O projeto de lei nº 6461 de 2019, que propõe a criação do Estatuto do Aprendiz, está prestes a ser reavaliado pela Comissão de Assuntos Sociais (CAS) do Senado, com a expectativa de que as discussões sejam retomadas em agosto. A proposta, que foi idealizada pelo ex-deputado André de Paula, visa reformular as atuais normas trabalhistas relacionadas ao trabalho de aprendizes, abrangendo tanto crianças quanto adolescentes.

O Estatuto do Aprendiz surge em um contexto onde a formação e a inclusão dos jovens no mercado de trabalho são temas extremamente relevantes. A ideia é promover um ambiente mais seguro e saudável para os aprendizes, garantindo direitos e responsabilidades que ajudem a proteger essa faixa etária vulnerável. A proposta promete trazer uma nova abordagem ao aprendizado prático, integrando questões educacionais e profissionais.

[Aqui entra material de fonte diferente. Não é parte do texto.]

//! ELF32 program loading, split in two phases so `execve` can fail
//! safely: `open` reads and validates without touching the address
//! space; `install` tears the old user image down and eagerly maps the
//! new one. Anything that goes wrong in `open` leaves the caller intact.

use crate::{
    filesys,
    ram::{
        align_down, align_up,
        frames::FRAME_ALLOC,
        p2v,
        paging::{flags, AddrSpace},
        KERNEL_BASE, PAGE_4KIB
    }
};

use alloc::{string::String, vec::Vec};
use xmas_elf::{header, program::Type, ElfFile};

// e_machine for Intel 80386, little-endian in the raw header
const EM_386: u8 = 3;
const ET_EXEC: u8 = 2;

pub struct Image {
    data: Vec<u8>
}

/// Read `name` from the filesystem and validate it as a static i386
/// executable. No address-space side effects.
pub fn open(name: &str) -> Result<Image, String> {
    let data = filesys::read_file(name)?;

    let elf = ElfFile::new(&data).map_err(String::from)?;
    if elf.header.pt1.class() != header::Class::ThirtyTwo {
        return Err("not a 32-bit ELF".into());
    }
    // e_type and e_machine straight from the identification bytes
    if data.len() < 20 || data[16] != ET_EXEC || data[17] != 0 {
        return Err("not an executable ELF".into());
    }
    if data[18] != EM_386 || data[19] != 0 {
        return Err("not an i386 ELF".into());
    }

    let loadable = elf
        .program_iter()
        .any(|ph| ph.get_type() == Ok(Type::Load) && ph.mem_size() > 0);
    if !loadable {
        return Err("no loadable segments".into());
    }

    return Ok(Image { data });
}

impl Image {
    /// Replace the user half of `space` with this image and return the
    /// entry point. Every page of every PT_LOAD segment is mapped
    /// user+writable and zeroed up front; file bytes are copied in and
    /// the BSS tail zeroed explicitly. `space` must be the installed
    /// address space, since the copies go through user virtual
    /// addresses.
    pub fn install(&self, space: &AddrSpace) -> Result<usize, String> {
        if !space.is_current() {
            return Err("install needs the target space active".into());
        }

        let elf = ElfFile::new(&self.data).map_err(String::from)?;

        // The old image goes first; its frames drop their references
        // before the new image starts consuming memory.
        space.clear_user();

        for ph in elf.program_iter() {
            if ph.get_type() != Ok(Type::Load) { continue; }

            let vaddr = ph.virtual_addr() as usize;
            let mem_size = ph.mem_size() as usize;
            let file_size = ph.file_size() as usize;
            let offset = ph.offset() as usize;

            if mem_size == 0 { continue; }
            let end = vaddr.checked_add(mem_size).ok_or("segment wraps")?;
            if end > KERNEL_BASE {
                return Err("segment reaches into kernel space".into());
            }
            if file_size > mem_size || offset + file_size > self.data.len() {
                return Err("segment exceeds the file".into());
            }

            for page in (align_down(vaddr, PAGE_4KIB)..align_up(end, PAGE_4KIB))
                .step_by(PAGE_4KIB)
            {
                if space.is_mapped(page) { continue; }
                let pa = FRAME_ALLOC.alloc().ok_or("out of frames for segment")?;
                unsafe { (p2v(pa) as *mut u8).write_bytes(0, PAGE_4KIB); }
                space.map_page(page, pa, flags::U_RW)?;
            }

            unsafe {
                let dst = vaddr as *mut u8;
                dst.copy_from(self.data[offset..].as_ptr(), file_size);
                dst.add(file_size).write_bytes(0, mem_size - file_size);
            }
        }

        return Ok(elf.header.pt2.entry_point() as usize);
    }
}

O relator da matéria, o senador Veneziano Vital do Rêgo, do MDB da Paraíba, já apresentou um parecer favorável a sua aprovação. Este apoio é significativo, pois indica que há um consenso, ao menos em termos de relatoria, sobre a importância de se estabelecer um marco regulatório que beneficie os jovens trabalhadores, promovendo não apenas a inclusão, mas também o desenvolvimento de habilidades práticas que serão vitais para o futuro desses indivíduos no mercado de trabalho.

A expectativa em torno dessa proposta é alta, especialmente entre organizações que atuam em defesa dos direitos da infância e juventude. Esses grupos veem a aprovação do projeto como uma oportunidade de assegurar condições mais justas e dignas para os aprendizes, além de facilitar a sua inserção em um mercado de trabalho cada vez mais competitivo.

Com as discussões na CAS se aproximando, o ambiente político em torno do projeto é monitorado de perto por diversos setores da sociedade. Há uma expectativa de que o debate leve em consideração não apenas as necessidades do mercado, mas também a proteção e o desenvolvimento integral dos jovens aprendizes, o que tornaria a proposta um instrumento de transformação social. Assim, a tramitação dessa proposta se torna um assunto de relevância na agenda legislativa atual.